Il Presidente del Consiglio Renzi voleva creare 900.000 posti di lavoro. Più cauto il Ministro del Lavoro Poletti che ha ridimensionato la cifra a 400.000 posti. Questo l’obiettivo principale del piano “Garanzia Giovani” che il Premier ha voluto fortemente a fine dello scorso febbraio e lo ha finanziato con oltre un miliardo e mezzo di euro. Un piano però che sta mostrando i propri limiti. Da un lato appare poco credibile agli stessi giovani. Dall’altro la risposta di enti ed aziende per creare possibilità di lavoro appare praticamente nulla.
Il Ministero del Lavoro e delle Politiche Sociali, nel settimo rapporto del 19 giugno scorso, ha pubblicato i dati relativi al’iniziativa di Renzi. I giovani in cerca di lavoro iscritti al programma sono risultati essere circa 90.000. Un dato che fa riflettere vista la previsione di un numero di partecipanti molto più alto. Di questi il 19% è residente in Campania, il 16% in Sicilia e l’8% nel Lazio. Le prime tre regioni di questa speciale graduatoria. Il 53% sono uomini, il rimanente donne. Altro fatto da notare è che il 20% dei giovani iscritti sono laureati, il 55% diplomati e il restante 25% con la terza media o la quinta elementare. La maggior parte dei diplomati e dei laureati sono campani. Ma forse l’informazione più rilevante è che il 49% degli iscritti ha meno di 24 anni.
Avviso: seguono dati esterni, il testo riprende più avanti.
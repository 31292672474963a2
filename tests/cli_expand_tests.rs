//! End-to-end tests for `tokenkit expand`.
//!
//! Every command runs against its own temporary config directory.

mod fixtures;
use fixtures::*;

use tempfile::TempDir;

#[test]
fn test_expand_builtin_macro() {
    let temp_dir = TempDir::new().unwrap();
    let output = tokenkit(temp_dir.path(), &["expand", "div{ @gap-s }"]);

    assert_eq!(output.status.code(), Some(0));
    assert_eq!(stdout(&output), "div{ gap: var(--space-s); }\n");
}

#[test]
fn test_expand_unresolved_warns() {
    let temp_dir = TempDir::new().unwrap();
    let output = tokenkit(temp_dir.path(), &["expand", "@unknown-xyz", "--json"]);

    assert_eq!(output.status.code(), Some(0));
    let result = stdout_json(&output);
    assert_eq!(result["text"], "@unknown-xyz");
    assert_eq!(result["unresolved"][0], "@unknown-xyz");
    assert!(stderr(&output).contains("unresolved macro @unknown-xyz"));
}

#[test]
fn test_expand_fallback_to_stylesheet() {
    let temp_dir = TempDir::new().unwrap();
    let sheet = write_file(temp_dir.path(), "tokens.css", tokens_css());

    let output = tokenkit(
        temp_dir.path(),
        &[
            "expand",
            "@unknown-xyz",
            "--fallback",
            "--stylesheet",
            sheet.to_str().unwrap(),
        ],
    );

    assert_eq!(output.status.code(), Some(0), "stderr: {}", stderr(&output));
    assert_eq!(stdout(&output), "10px;\n");
}

#[test]
fn test_expand_fallback_ignores_sheets_off_the_allow_list() {
    let temp_dir = TempDir::new().unwrap();
    let sheet = write_file(temp_dir.path(), "vendor.css", tokens_css());

    let output = tokenkit(
        temp_dir.path(),
        &[
            "expand",
            "@unknown-xyz",
            "--fallback",
            "--stylesheet",
            sheet.to_str().unwrap(),
        ],
    );

    assert_eq!(output.status.code(), Some(0));
    assert_eq!(stdout(&output), "@unknown-xyz\n");
}

#[test]
fn test_expand_from_file_with_extra_source() {
    let temp_dir = TempDir::new().unwrap();
    let source = write_file(temp_dir.path(), "project.json", overriding_source_json());
    let input = write_file(temp_dir.path(), "input.css", ".card { @card @gap-s }\n");

    let output = tokenkit(
        temp_dir.path(),
        &[
            "expand",
            "--file",
            input.to_str().unwrap(),
            "--source",
            source.to_str().unwrap(),
        ],
    );

    assert_eq!(output.status.code(), Some(0), "stderr: {}", stderr(&output));
    assert_eq!(stdout(&output), ".card { padding: 1rem; gap: 0.75rem; }\n");
}

#[test]
fn test_expand_cycle_exits_1() {
    let temp_dir = TempDir::new().unwrap();
    let source = write_file(temp_dir.path(), "loop.json", cyclic_source_json());

    let output = tokenkit(
        temp_dir.path(),
        &["expand", "@loop-a", "--source", source.to_str().unwrap()],
    );

    assert_eq!(output.status.code(), Some(1));
    assert!(stderr(&output).contains("cyclic expansion"));
}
Di fronte a questo quadro si prospetta uno scenario poco incoraggiante. Infatti le imprese che hanno risposto alla chiamata del Governo, offrendo posti di lavoro, sono solo 87 e il numero di posti offerti sono 579 in tutta Italia. 579 a fronte di 90.000 richieste. Un dato che crea sconforto e che non illude sulle aspettative. Nel comunicato diffuso dal Ministero del Lavoro si parla di un primo approccio del mondo produttivo al programma e si sottolinea che lo stesso Ministero stia lavorando per concludere accordi regionali con amministrazione pubbliche e con aziende private. Certo è che per il momento il distacco tra domanda di lavoro e offerta è abissale e sembra incolmabile. Non solo. È possibile che i 90.000 richiedenti possano raddoppiare, triplicare o forse di più. A quel punto la risposta alle domande si rivelerebbe ridicola.
Oltre a far riflettere il terzo posto del Lazio (una regione che in passato assorbiva meglio i giovani diplomati e laureati, avendo sul territorio una grande struttura pubblica con Ministeri e amministrazioni varie e una folta area legata ai servizi come banche, assicurazioni, sanità ecc.) questi dati ci fanno capire un aspetto fondamentale dell’Italia. Non solo non esiste offerta di lavoro ma, addirittura, non c’è proprio il lavoro. Per la ripresa che tutti auspicano, ma che da mesi non si vede e che tarderà a riproporsi, essenziale appare proprio la creazione di nuovo lavoro. Di che tipo, tutto da vedere. Ma bisogna tener conto del crescente numero di laureati e diplomati che non hanno, allo stato delle cose, alcune prospettiva di impiego.